APOYADA POR LA FUNDACIÓN BILL Y MELINDA GATES

Rathod y su equipo pasaron DSM265 y compuestos relacionados a sus colaboradores en la Universidad de Monash, en Melbourne, Australia, que probaron cómo las células humanas pueden modificar o metabolizar el compuesto. Estos experimentos aseguraron de que un fármaco basado en DSM265 duraría mucho tiempo en el cuerpo humano–una característica idónea para un tratamiento de dosis única contra la malaria– y no produciría subproductos tóxicos y determinaron qué dosis podría ser la más eficaz en seres humanos.

El laboratorio de Rathod también diseñó y realizó experimentos para poner a prueba cómo podría evolucionar el parásito de la malaria para convertirse en resistente a DSM265. «Hemos desarrollado métodos para ver los parásitos de la malaria mutar y tratar de generar soluciones contra DSM265 en tiempo real –detalla Rathod–. Y con la secuenciación del genoma, pudimos ver cómo se desarrollaba toda la escena frente a nosotros».

Si los médicos conocen las condiciones que permiten al parásito de la malaria desarrollar resistencia a DSM265, pueden adaptar el uso del medicamento a un entorno clínico para reducir ese riesgo.

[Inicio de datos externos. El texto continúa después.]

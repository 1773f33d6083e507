use std::fmt::{Display, Formatter, Result as FmtResult};

use crate::{codetable::CodeTable, error::Result, types::Nats};

/// Standard size against compressed size of one database.
#[derive(Clone, Copy, Debug, PartialEq)]
pub struct CompressionReport {
    pub standard_size: Nats,
    pub compressed_size: Nats,
}

impl CompressionReport {
    /// Prices `table` against a fresh standard table of the database it is
    /// bound to.
    pub fn measure(table: &CodeTable) -> Result<Self> {
        let standard = CodeTable::standard(table.transactions().clone());

        Ok(Self {
            standard_size: standard.total_compressed_size()?,
            compressed_size: table.total_compressed_size()?,
        })
    }

    /// `compressed / standard`, in percent. 100 for an empty database.
    pub fn ratio(&self) -> f64 {
        if self.standard_size == 0.0 {
            return 100.0;
        }
        100.0 * self.compressed_size / self.standard_size
    }
}

impl Display for CompressionReport {
    fn fmt(&self, f: &mut Formatter<'_>) -> FmtResult {
        write!(
            f,
            "L(D, ST) = {:.3}, L(D, CT) = {:.3}, ratio {:.2}%",
            self.standard_size,
            self.compressed_size,
            self.ratio()
        )
    }
}

#[cfg(test)]
mod tests {
    use super::*;
    use crate::{database::TransactionDatabase, itemset::Itemset};
    use std::sync::Arc;

    #[test]
    fn standard_table_has_full_ratio() {
        let db: TransactionDatabase = vec![Itemset::new(vec![1, 2]), Itemset::new(vec![2])]
            .into_iter()
            .collect();
        let report = CompressionReport::measure(&CodeTable::standard(Arc::new(db))).unwrap();

        assert_eq!(report.standard_size, report.compressed_size);
        assert!((report.ratio() - 100.0).abs() < 1e-9);
    }

    #[test]
    fn ratio_and_display() {
        let report = CompressionReport {
            standard_size: 200.0,
            compressed_size: 50.0,
        };
        assert!((report.ratio() - 25.0).abs() < 1e-12);
        assert_eq!(
            report.to_string(),
            "L(D, ST) = 200.000, L(D, CT) = 50.000, ratio 25.00%"
        );

        let empty = CompressionReport {
            standard_size: 0.0,
            compressed_size: 0.0,
        };
        assert_eq!(empty.ratio(), 100.0);
    }
}
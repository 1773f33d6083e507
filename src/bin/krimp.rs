//! krimp command line: learn a code table for a transaction file and report
//! how well it compresses.

use std::{
    io,
    path::{Path, PathBuf},
    sync::Arc,
};

use anyhow::{Context, Result};
use clap::Parser;
use tracing::info;

use krimp::{
    io::{read_database_file, read_itemsets_file, write_code_table_file},
    itemsets, CodeTable, CompressionReport, Krimp, KrimpConfig, MiningConfig, Rebind,
    TransactionDatabase,
};

#[derive(Parser)]
#[command(name = "krimp", version)]
#[command(about = "Select the itemsets that compress a transaction database best")]
struct Args {
    /// Transaction file, one transaction of item ids per line
    transactions: PathBuf,

    /// Candidate itemsets file; mined from the transactions when absent
    #[arg(short, long, conflicts_with_all = ["min_support", "max_len"])]
    candidates: Option<PathBuf>,

    /// Relative support threshold of mined candidates
    #[arg(long, default_value_t = 0.05)]
    min_support: f32,

    /// Maximum size of mined candidates
    #[arg(long, default_value_t = 4)]
    max_len: usize,

    /// Build the table from these codes instead of searching
    #[arg(long, conflicts_with_all = ["candidates", "prune", "limit"])]
    code_table: Option<PathBuf>,

    /// Try to remove codes that lost usage after each acceptance
    #[arg(long)]
    prune: bool,

    /// Consume at most this many candidates
    #[arg(long)]
    limit: Option<usize>,

    /// Second transaction file to compress with the learned table
    #[arg(long)]
    compare: Option<PathBuf>,

    /// Cover the compared file in the learned cover order
    #[arg(long, requires = "compare")]
    keep_cover_order: bool,

    /// Write the code table here
    #[arg(short, long)]
    output: Option<PathBuf>,

    /// Logging level
    #[arg(long, default_value = "info")]
    log_level: tracing::Level,
}

fn load(path: &Path) -> Result<Arc<TransactionDatabase>> {
    let transactions = read_database_file(path)
        .with_context(|| format!("failed to read transactions from {}", path.display()))?;

    info!(
        path = %path.display(),
        transactions = transactions.len(),
        items = transactions.vocabulary().count(),
        average_size = transactions.average_size(),
        density = transactions.density(),
        "loaded database"
    );
    Ok(Arc::new(transactions))
}

fn main() -> Result<()> {
    let args = Args::parse();

    tracing_subscriber::fmt()
        .with_max_level(args.log_level)
        .with_writer(io::stderr)
        .init();

    let transactions = load(&args.transactions)?;

    let table = match &args.code_table {
        Some(path) => {
            let codes = read_itemsets_file(path)
                .with_context(|| format!("failed to read code table from {}", path.display()))?;
            let table = CodeTable::new(transactions, &codes);
            println!("{}", CompressionReport::measure(&table)?);
            table
        }
        None => {
            let candidates = match &args.candidates {
                Some(path) => read_itemsets_file(path).with_context(|| {
                    format!("failed to read candidates from {}", path.display())
                })?,
                None => {
                    let config = MiningConfig {
                        min_support: args.min_support,
                        max_len: args.max_len,
                    };
                    itemsets::mine(&transactions, &config)
                        .context("failed to generate candidates")?
                }
            };

            let config = KrimpConfig::default()
                .with_pruning(args.prune)
                .with_candidate_limit(args.limit);
            let outcome = Krimp::new(config).run(transactions, candidates)?;

            println!(
                "{} codes accepted, {} rejected, {} pruned",
                outcome.accepted, outcome.rejected, outcome.pruned
            );
            println!("{}", outcome.report());
            outcome.code_table
        }
    };

    if let Some(path) = &args.compare {
        let other = load(path)?;
        let mode = if args.keep_cover_order {
            Rebind::KeepCoverOrder
        } else {
            Rebind::Fresh
        };
        let rebound = table.rebound(other, mode);
        println!("{}: {}", path.display(), CompressionReport::measure(&rebound)?);
    }

    if let Some(path) = &args.output {
        write_code_table_file(path, &table)
            .with_context(|| format!("failed to write code table to {}", path.display()))?;
    }

    Ok(())
}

Rathod espera que la línea de desarrollo y descubrimiento de DSM265 allanará el camino para un proceso más rápido y más colaborativo de creación de medicamentos en lo que él llama «la larga guerra contra la malaria.»

Los investigadores transfirieron sus derechos de patente para DSM265 a ‘Medicines for Malaria Venture’, una asociación público-privada sin fines de lucro apoyada por la Fundación Bill y Melinda Gates, que está llevando a algunos de los ensayos clínicos y de campo, con la esperanza de acelerar el desarrollo clínico del fármaco.